In October, “la Tourmente”, a barge capable of transporting around a hundred tonnes, loaded a batch of shredded tires from the Lot-et-Garonne company Soregom to transport it to the storage site in the Bordeaux area, from where it is re-exported by sea. The barge left with wood from the professional construction waste collection company, Ecofield. “This logistics operation made it possible to transport two loads from the circular economy, with the aim of sustaining the service between the two cities”, summarizes the Grand Maritime Port of Bordeaux (GPMB). Proof that “this dynamic is taking shape”, two years after the signing of a master plan for metropolitan river facilities.
Logistics and handling
In the fall of 2022, Bordeaux Métropole carried out another experiment, carried out by the company Emulsion, to transport to the city a delivery of food products arriving by boat on the quays of Bordeaux from, already, Damazan. It had also launched a pre-operational study, conducted by Jonction and Fludis, which offers carbon-free urban logistics solutions. It will be delivered in the summer of 2025 and must identify the types of goods, the logistics sites, the handling tools, the types of boats and the entire “economic equation to make this system virtuous”, explains Bordeaux Métropole, which works at subject with the port, Voies navigables de France, river and cyclo-logistics operators.
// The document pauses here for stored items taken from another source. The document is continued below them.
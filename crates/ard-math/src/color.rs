//! Color helpers. Colors are `Vec4` in RGBA order.

use glam::{Vec3, Vec4};

/// Converts a single sRGB encoded channel into linear space.
#[inline]
pub fn srgb_to_linear(c: f32) -> f32 {
    if c <= 0.04045 {
        c / 12.92
    } else {
        ((c + 0.055) / 1.055).powf(2.4)
    }
}

/// Converts a single linear channel into sRGB encoding.
#[inline]
pub fn linear_to_srgb(c: f32) -> f32 {
    if c <= 0.003_130_8 {
        c * 12.92
    } else {
        1.055 * c.powf(1.0 / 2.4) - 0.055
    }
}

pub trait ColorExt {
    /// Converts the RGB channels from sRGB to linear. Alpha is left untouched.
    fn to_linear(self) -> Self;

    /// Converts the RGB channels from linear to sRGB. Alpha is left untouched.
    fn to_srgb(self) -> Self;

    /// The largest of the RGB channels.
    fn max_rgb(self) -> f32;

    /// Unweighted average of the RGB channels.
    fn rgb_mean(self) -> f32;
}

impl ColorExt for Vec4 {
    #[inline]
    fn to_linear(self) -> Self {
        Vec4::new(
            srgb_to_linear(self.x),
            srgb_to_linear(self.y),
            srgb_to_linear(self.z),
            self.w,
        )
    }

    #[inline]
    fn to_srgb(self) -> Self {
        Vec4::new(
            linear_to_srgb(self.x),
            linear_to_srgb(self.y),
            linear_to_srgb(self.z),
            self.w,
        )
    }

    #[inline]
    fn max_rgb(self) -> f32 {
        self.truncate().max_element()
    }

    #[inline]
    fn rgb_mean(self) -> f32 {
        (self.x + self.y + self.z) / 3.0
    }
}

impl ColorExt for Vec3 {
    #[inline]
    fn to_linear(self) -> Self {
        Vec3::new(
            srgb_to_linear(self.x),
            srgb_to_linear(self.y),
            srgb_to_linear(self.z),
        )
    }

    #[inline]
    fn to_srgb(self) -> Self {
        Vec3::new(
            linear_to_srgb(self.x),
            linear_to_srgb(self.y),
            linear_to_srgb(self.z),
        )
    }

    #[inline]
    fn max_rgb(self) -> f32 {
        self.max_element()
    }

    #[inline]
    fn rgb_mean(self) -> f32 {
        (self.x + self.y + self.z) / 3.0
    }
}
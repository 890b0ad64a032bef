//! Translates shader driven engine materials into glTF 2.0 materials.
//!
//! Materials are read through [`SourceMaterial`](material::SourceMaterial), a name based view
//! of shader properties and keywords. An [`ExportSession`](session::ExportSession) classifies
//! each material, runs the matching translator and collects the resulting records together
//! with the textures they reference and the extensions they use.

pub mod aliases;
pub mod classify;
pub mod document;
pub mod emissive;
pub mod error;
pub mod material;
pub mod property_bag;
pub mod quirks;
pub mod record;
pub mod resolve;
pub mod session;
pub mod settings;
pub mod texture;
pub mod transform;
pub mod translate;

#[cfg(test)]
mod tests;

pub mod prelude {
    pub use crate::classify::{classify, ShadingModel};
    pub use crate::error::ExportError;
    pub use crate::material::{
        MaterialId, PropertyType, SourceMaterial, TextureDimension, TextureHandle, TextureRef,
        TextureTiling,
    };
    pub use crate::property_bag::{PropertyMaterial, PropertyValue};
    pub use crate::record::MaterialRecord;
    pub use crate::resolve::{CompanionNames, PropertyResolver, SuffixCompanions};
    pub use crate::session::{Diagnostic, ExportOutput, ExportSession};
    pub use crate::settings::{ExportSettings, RenderPipeline};
    pub use crate::texture::{TextureExport, TextureExportSettings, TextureSlot};
}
Unesco perimeter and tides
A consultation is underway with logistics companies and transporters. “We can hope that by mid-2027, we will be able to offer a first solution,” assures Kevin Janin Nuez, projects and development manager at Fludis. But we have to deal with the large UNESCO-listed area and a significant tidal phenomenon on the Garonne. “The crane systems that used to be on the quays to unload boats are no longer possible today. Other transshipment solutions must be found. »
“The crane systems that used to be on the quays to unload boats are no longer possible today. We need to find other solutions”
For boats, “we can imagine floating barges, as there are on the Seine, but nothing has been decided”. It will also be necessary to coordinate transport with the Bato TBM network. Everything still remains to be defined. But the idea of Bordeaux Métropole would be to create a river transport network connected to other modes of transport such as tricycles, via logistics “hubs” throughout the city. It is also not the smallest brick in the vast decarbonization plan led by the Port, which aims to “triple” its modal shift capacity. The stakes are not small: by passing by sea, the 6.2 million tonnes which transit via the Port avoid the equivalent of 350,000 trucks on the roads.